- Exercise
Select the lines below containing the word "every".

- Records provided

//! Query string construction.
//!
//! Filters that the caller did not supply never reach the wire: no empty
//! strings, no `null` placeholders, no empty lists. List filters are sent
//! as repeated keys (`well_ids=a&well_ids=b`).

use chrono::NaiveDate;
use std::fmt::Display;

/// Ordered list of query pairs for a single request.
#[derive(Debug, Clone, Default, PartialEq, Eq)]
pub(crate) struct Query {
    pairs: Vec<(&'static str, String)>,
}

impl Query {
    pub(crate) fn new() -> Self {
        Self::default()
    }

    /// Always send `key`.
    pub(crate) fn with(mut self, key: &'static str, value: impl Display) -> Self {
        self.pairs.push((key, value.to_string()));
        self
    }

    /// Send `key` only when `value` is present and non-empty.
    pub(crate) fn opt(self, key: &'static str, value: Option<&str>) -> Self {
        match value {
            Some(v) if !v.is_empty() => self.with(key, v),
            _ => self,
        }
    }

    /// Send `key` only when a number was supplied. Zero counts as absent.
    pub(crate) fn opt_num<N>(self, key: &'static str, value: Option<N>) -> Self
    where
        N: Display + Default + PartialEq,
    {
        match value {
            Some(v) if v != N::default() => self.with(key, v),
            _ => self,
        }
    }

    /// Send `key` as `YYYY-MM-DD` when a date was supplied.
    pub(crate) fn date(self, key: &'static str, value: Option<NaiveDate>) -> Self {
        match value {
            Some(d) => self.with(key, d.format("%Y-%m-%d")),
            None => self,
        }
    }

    /// Send one `key=value` pair per element; nothing when the list is empty.
    pub(crate) fn list<S: AsRef<str>>(mut self, key: &'static str, values: &[S]) -> Self {
        for value in values {
            self.pairs.push((key, value.as_ref().to_string()));
        }
        self
    }

    /// Send `key=True` when set, nothing otherwise.
    pub(crate) fn flag(self, key: &'static str, set: bool) -> Self {
        if set {
            self.with(key, flag_value(true))
        } else {
            self
        }
    }

    /// Always send `key` as `True` or `False`.
    pub(crate) fn bool(self, key: &'static str, value: bool) -> Self {
        self.with(key, flag_value(value))
    }

    pub(crate) fn is_empty(&self) -> bool {
        self.pairs.is_empty()
    }

    pub(crate) fn pairs(&self) -> &[(&'static str, String)] {
        &self.pairs
    }
}

// Capitalised spelling is the one the API parses.
fn flag_value(value: bool) -> &'static str {
    if value {
        "True"
    } else {
        "False"
    }
}
//! Compressor and VRU compressor operations.

use crate::client::Client;
use crate::error::Result;
use crate::query::Query;
use crate::request::{Request, CREATED};
use crate::response::{Json, NoContent};
use crate::types::DowntimeQuery;
use serde::Serialize;
use serde_json::Value;

impl Client {
    /// List compressors.
    ///
    /// # Errors
    ///
    /// Returns an error unless the server answers 200.
    pub fn get_compressors(&self) -> Result<Value> {
        self.call::<Json<Value>>(Request::get("/v1/compressors", "retrieve compressors"))
    }

    /// List vapour recovery unit compressors.
    ///
    /// # Errors
    ///
    /// Returns an error unless the server answers 200.
    pub fn get_vru_compressors(&self) -> Result<Value> {
        self.call::<Json<Value>>(Request::get(
            "/v1/vru-compressors",
            "retrieve VRU compressors",
        ))
    }

    /// List compressor downtime records.
    ///
    /// # Errors
    ///
    /// Returns an error unless the server answers 200.
    pub fn get_compressors_downtime(&self, filter: &DowntimeQuery) -> Result<Value> {
        let query = Query::new()
            .list("compressor_ids", &filter.compressor_ids)
            .list("facility_ids", &filter.facility_ids)
            .date("start_date", filter.start_date)
            .date("end_date", filter.end_date);
        self.call::<Json<Value>>(
            Request::get("/v1/compressors/downtime", "retrieve compressor downtime")
                .query(query)
                .log_failure(),
        )
    }

    /// Save compressor downtime records.
    ///
    /// # Errors
    ///
    /// Returns an error unless the server answers 201.
    pub fn put_compressor_downtime<T: Serialize + ?Sized>(&self, downtime: &T) -> Result<()> {
        let request = Request::put("/v1/compressors/downtime", "put compressor downtime")
            .json(downtime)?
            .expect(CREATED)
            .log_failure();
        self.call::<NoContent>(request)
    }

    /// List VRU status codes, optionally of one code type.
    ///
    /// The code type travels as the `key` query parameter.
    ///
    /// # Errors
    ///
    /// Returns an error unless the server answers 200.
    pub fn get_vru_status_code(&self, code_type: Option<&str>) -> Result<Value> {
        self.call::<Json<Value>>(
            Request::get(
                "/v1/vru-compressors-status-code",
                "retrieve VRU status codes",
            )
            .query(Query::new().opt("key", code_type)),
        )
    }
}
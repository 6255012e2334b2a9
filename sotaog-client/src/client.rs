//! Core SotaOG client implementation.

use crate::config::ClientConfig;
use crate::error::{ClientError, Result};
use crate::request::{Body, Request};
use crate::response::ResponseFormat;
use reqwest::blocking::{Client as HttpClient, Response};
use reqwest::header::{HeaderMap, HeaderName, HeaderValue, AUTHORIZATION, CONTENT_TYPE};
use reqwest::StatusCode;
use serde::Deserialize;
use tracing::{debug, error, info};

/// Header carrying the tenant id.
pub const CUSTOMER_ID_HEADER: &str = "x-sotaog-customer-id";

/// Body returned by `/v1/authenticate`.
#[derive(Deserialize)]
struct TokenResponse {
    access_token: String,
}

/// Authenticated session state. Fixed for the lifetime of the client.
#[derive(Clone)]
struct Session {
    base_url: String,
    authorization: HeaderValue,
    customer_id: Option<HeaderValue>,
}

impl Session {
    fn new(base_url: String, token: &str, customer_id: Option<&str>) -> Result<Self> {
        let mut authorization = HeaderValue::from_str(&format!("Bearer {token}")).map_err(|e| {
            ClientError::InvalidHeader {
                name: "authorization",
                message: e.to_string(),
            }
        })?;
        authorization.set_sensitive(true);

        let customer_id = customer_id
            .filter(|id| !id.is_empty())
            .map(HeaderValue::from_str)
            .transpose()
            .map_err(|e| ClientError::InvalidHeader {
                name: CUSTOMER_ID_HEADER,
                message: e.to_string(),
            })?;

        Ok(Self {
            base_url,
            authorization,
            customer_id,
        })
    }

    fn headers(&self) -> HeaderMap {
        let mut headers = HeaderMap::new();
        headers.insert(AUTHORIZATION, self.authorization.clone());
        if let Some(ref customer_id) = self.customer_id {
            headers.insert(
                HeaderName::from_static(CUSTOMER_ID_HEADER),
                customer_id.clone(),
            );
        }
        headers
    }

    fn url(&self, path: &str) -> String {
        format!("{}{}", self.base_url, path)
    }
}

/// A blocking client for the SotaOG public API.
///
/// Construction performs the client-credential exchange; every later call
/// reuses the bearer token and the underlying connection pool. Tokens are
/// never refreshed: once the server starts rejecting it, build a new client.
///
/// # Example
///
/// ```no_run
/// use sotaog_client::Client;
///
/// # fn example() -> Result<(), Box<dyn std::error::Error>> {
/// let client = Client::connect("https://api.example.com", "id", "secret", None)?;
/// let facilities = client.get_facilities()?;
/// println!("{facilities:#}");
/// # Ok(())
/// # }
/// ```
pub struct Client {
    http: HttpClient,
    session: Session,
}

impl std::fmt::Debug for Client {
    fn fmt(&self, f: &mut std::fmt::Formatter<'_>) -> std::fmt::Result {
        f.debug_struct("Client")
            .field("base_url", &self.session.base_url)
            .field("customer_id", &self.session.customer_id)
            .finish_non_exhaustive()
    }
}

impl Client {
    /// Authenticate against `base_url` and return a ready client.
    ///
    /// # Arguments
    ///
    /// * `base_url` - API root, e.g. `https://api.example.com`; trailing slashes are ignored
    /// * `client_id` / `client_secret` - credential pair sent with HTTP Basic auth
    /// * `customer_id` - optional tenant id attached to every request
    ///
    /// # Errors
    ///
    /// Returns [`ClientError::InvalidUrl`] for a URL without an http(s) scheme,
    /// [`ClientError::Auth`] when the server answers anything but 200, and
    /// [`ClientError::Transport`] when the server cannot be reached.
    pub fn connect(
        base_url: &str,
        client_id: &str,
        client_secret: &str,
        customer_id: Option<&str>,
    ) -> Result<Self> {
        if !base_url.starts_with("http://") && !base_url.starts_with("https://") {
            return Err(ClientError::InvalidUrl(format!(
                "URL must start with http:// or https://, got: {}",
                base_url
            )));
        }
        let base_url = base_url.trim_end_matches('/').to_string();

        info!(url = %base_url, "Initializing SotaOG API client");

        let http = HttpClient::builder()
            .build()
            .map_err(|source| ClientError::Transport {
                operation: "build HTTP client".to_string(),
                source,
            })?;

        let token = authenticate(&http, &base_url, client_id, client_secret)?;
        let session = Session::new(base_url, &token, customer_id)?;

        Ok(Self { http, session })
    }

    /// Authenticate using a [`ClientConfig`].
    ///
    /// # Errors
    ///
    /// Same as [`Client::connect`].
    pub fn from_config(config: &ClientConfig) -> Result<Self> {
        Self::connect(
            &config.base_url,
            &config.client_id,
            &config.client_secret,
            config.customer_id.as_deref(),
        )
    }

    /// Base URL with trailing slashes removed.
    pub fn base_url(&self) -> &str {
        &self.session.base_url
    }

    /// Headers attached to every request: the bearer token and, when a
    /// tenant was supplied, `x-sotaog-customer-id`.
    pub fn headers(&self) -> HeaderMap {
        self.session.headers()
    }

    /// Send one request and decode it with `F`.
    pub(crate) fn call<F: ResponseFormat>(&self, request: Request) -> Result<F::Output> {
        let operation = request.operation.clone();
        let response = self.dispatch(request)?;
        F::decode(&operation, response)
    }

    fn dispatch(&self, request: Request) -> Result<Response> {
        let url = self.session.url(&request.path);
        debug!(
            method = %request.method,
            url = %url,
            operation = %request.operation,
            "Sending request"
        );

        let mut headers = self.session.headers();
        if let Some(ref content_type) = request.content_type {
            headers.insert(CONTENT_TYPE, content_type.clone());
        }

        let mut builder = self
            .http
            .request(request.method.clone(), &url)
            .headers(headers);
        if !request.query.is_empty() {
            builder = builder.query(request.query.pairs());
        }
        builder = match request.body {
            Body::Empty => builder,
            Body::Json(ref bytes) | Body::Raw(ref bytes) => builder.body(bytes.clone()),
        };

        let response = builder.send().map_err(|source| ClientError::Transport {
            operation: request.operation.clone(),
            source,
        })?;

        let status = response.status();
        if request.accepts(status.as_u16()) {
            debug!(operation = %request.operation, status = status.as_u16(), "Request succeeded");
            return Ok(response);
        }

        let body = response
            .text()
            .unwrap_or_else(|_| "Unknown error".to_string());
        if request.log_failure {
            error!(
                operation = %request.operation,
                status = status.as_u16(),
                body = %body,
                "Request failed"
            );
        } else {
            debug!(
                operation = %request.operation,
                status = status.as_u16(),
                "Request failed"
            );
        }

        Err(ClientError::Status {
            operation: request.operation,
            status: status.as_u16(),
            body,
        })
    }
}

/// Exchange client credentials for a bearer token.
fn authenticate(
    http: &HttpClient,
    base_url: &str,
    client_id: &str,
    client_secret: &str,
) -> Result<String> {
    let operation = "authenticate to API";
    debug!(url = %base_url, "Authenticating to API");

    let response = http
        .post(format!("{}/v1/authenticate", base_url))
        .basic_auth(client_id, Some(client_secret))
        .form(&[("grant_type", "client_credentials")])
        .send()
        .map_err(|source| ClientError::Transport {
            operation: operation.to_string(),
            source,
        })?;

    let status = response.status();
    if status != StatusCode::OK {
        debug!(status = status.as_u16(), "Authentication rejected");
        return Err(ClientError::Auth {
            status: status.as_u16(),
        });
    }

    let bytes = response.bytes().map_err(|source| ClientError::Transport {
        operation: operation.to_string(),
        source,
    })?;
    let token: TokenResponse =
        serde_json::from_slice(&bytes).map_err(|source| ClientError::Decode {
            operation: operation.to_string(),
            source,
        })?;
    debug!("Authenticated");

    Ok(token.access_token)
}
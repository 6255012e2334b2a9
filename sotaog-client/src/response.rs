//! Response decoding strategies.
//!
//! A [`ResponseFormat`] turns a response that already passed the status gate
//! into the operation's output.

use crate::error::{ClientError, Result};
use crate::strapping::StrappingTable;
use reqwest::blocking::Response;
use serde::de::DeserializeOwned;
use std::marker::PhantomData;

pub(crate) trait ResponseFormat {
    type Output;

    fn decode(operation: &str, response: Response) -> Result<Self::Output>;
}

/// JSON body deserialized into `T`.
pub(crate) struct Json<T>(PhantomData<T>);

impl<T: DeserializeOwned> ResponseFormat for Json<T> {
    type Output = T;

    fn decode(operation: &str, response: Response) -> Result<T> {
        let bytes = read_body(operation, response)?;
        serde_json::from_slice(&bytes).map_err(|source| ClientError::Decode {
            operation: operation.to_string(),
            source,
        })
    }
}

/// Body is ignored.
pub(crate) struct NoContent;

impl ResponseFormat for NoContent {
    type Output = ();

    fn decode(_operation: &str, _response: Response) -> Result<()> {
        Ok(())
    }
}

/// Two-column CSV strapping table.
pub(crate) struct Strapping;

impl ResponseFormat for Strapping {
    type Output = StrappingTable;

    fn decode(operation: &str, response: Response) -> Result<StrappingTable> {
        let bytes = read_body(operation, response)?;
        let text = String::from_utf8(bytes).map_err(|e| ClientError::InvalidResponse {
            operation: operation.to_string(),
            message: format!("body is not UTF-8: {e}"),
        })?;

        StrappingTable::parse(&text).map_err(|message| ClientError::InvalidResponse {
            operation: operation.to_string(),
            message,
        })
    }
}

fn read_body(operation: &str, response: Response) -> Result<Vec<u8>> {
    response
        .bytes()
        .map(|b| b.to_vec())
        .map_err(|source| ClientError::Transport {
            operation: operation.to_string(),
            source,
        })
}
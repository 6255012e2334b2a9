//! Integration tests for sotaog-client API operations.
//!
//! These tests use wiremock to simulate server responses. The client is
//! blocking, so it is built, used, and dropped inside `spawn_blocking` while
//! the mock server runs on the test runtime.

use serde_json::json;
use sotaog_client::{
    Client, ClientError, DatapointQuery, TruckTicketQuery, TypeCurveQuery, WellQuery,
    CUSTOMER_ID_HEADER, DEFAULT_ASSET_KIND,
};
use wiremock::matchers::{basic_auth, body_bytes, body_json, body_string, header, method, path, query_param};
use wiremock::{Mock, MockServer, ResponseTemplate};

/// Start a server that accepts `id`/`secret` and issues token `T`.
async fn server_with_auth() -> MockServer {
    let mock_server = MockServer::start().await;

    Mock::given(method("POST"))
        .and(path("/v1/authenticate"))
        .and(basic_auth("id", "secret"))
        .and(body_string("grant_type=client_credentials"))
        .respond_with(ResponseTemplate::new(200).set_body_json(json!({
            "access_token": "T"
        })))
        .mount(&mock_server)
        .await;

    mock_server
}

/// Connect to `mock_server` and run `f` on a blocking thread.
async fn with_client<F, R>(mock_server: &MockServer, customer_id: Option<&'static str>, f: F) -> R
where
    F: FnOnce(Client) -> R + Send + 'static,
    R: Send + 'static,
{
    let uri = mock_server.uri();
    tokio::task::spawn_blocking(move || {
        let client = Client::connect(&uri, "id", "secret", customer_id).unwrap();
        f(client)
    })
    .await
    .unwrap()
}

/// Requests received after authentication.
async fn api_requests(mock_server: &MockServer) -> Vec<wiremock::Request> {
    mock_server
        .received_requests()
        .await
        .unwrap()
        .into_iter()
        .filter(|request| request.url.path() != "/v1/authenticate")
        .collect()
}

#[tokio::test(flavor = "multi_thread")]
async fn test_authenticate_and_send_bearer() {
    let mock_server = server_with_auth().await;

    Mock::given(method("GET"))
        .and(path("/v1/facilities"))
        .and(header("authorization", "Bearer T"))
        .respond_with(ResponseTemplate::new(200).set_body_json(json!([{"id": "F1"}])))
        .mount(&mock_server)
        .await;

    let facilities = with_client(&mock_server, None, |client| client.get_facilities()).await;
    assert_eq!(facilities.unwrap(), json!([{"id": "F1"}]));

    let requests = api_requests(&mock_server).await;
    assert_eq!(requests.len(), 1);
    assert!(requests[0].headers.get(CUSTOMER_ID_HEADER).is_none());
}

#[tokio::test(flavor = "multi_thread")]
async fn test_authentication_rejected() {
    let mock_server = MockServer::start().await;

    Mock::given(method("POST"))
        .and(path("/v1/authenticate"))
        .respond_with(ResponseTemplate::new(401))
        .mount(&mock_server)
        .await;

    let uri = mock_server.uri();
    let result = tokio::task::spawn_blocking(move || Client::connect(&uri, "id", "bad", None))
        .await
        .unwrap();

    match result {
        Err(ClientError::Auth { status }) => assert_eq!(status, 401),
        other => panic!("Expected Auth error, got {other:?}"),
    }
}

#[tokio::test(flavor = "multi_thread")]
async fn test_authentication_without_token_is_decode_error() {
    let mock_server = MockServer::start().await;

    Mock::given(method("POST"))
        .and(path("/v1/authenticate"))
        .respond_with(ResponseTemplate::new(200).set_body_json(json!({"token_type": "bearer"})))
        .mount(&mock_server)
        .await;

    let uri = mock_server.uri();
    let result = tokio::task::spawn_blocking(move || Client::connect(&uri, "id", "secret", None))
        .await
        .unwrap();

    assert!(matches!(result, Err(ClientError::Decode { .. })));
}

#[tokio::test(flavor = "multi_thread")]
async fn test_tenant_header_is_sent() {
    let mock_server = server_with_auth().await;

    Mock::given(method("GET"))
        .and(path("/v1/customers"))
        .and(header("authorization", "Bearer T"))
        .and(header(CUSTOMER_ID_HEADER, "acme"))
        .respond_with(ResponseTemplate::new(200).set_body_json(json!([])))
        .mount(&mock_server)
        .await;

    let customers = with_client(&mock_server, Some("acme"), |client| client.get_customers()).await;
    assert_eq!(customers.unwrap(), json!([]));
}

- Result
/// Construction performs the client-credential exchange; every later call
    /// * `customer_id` - optional tenant id attached to every request
    /// Headers attached to every request: the bearer token and, when a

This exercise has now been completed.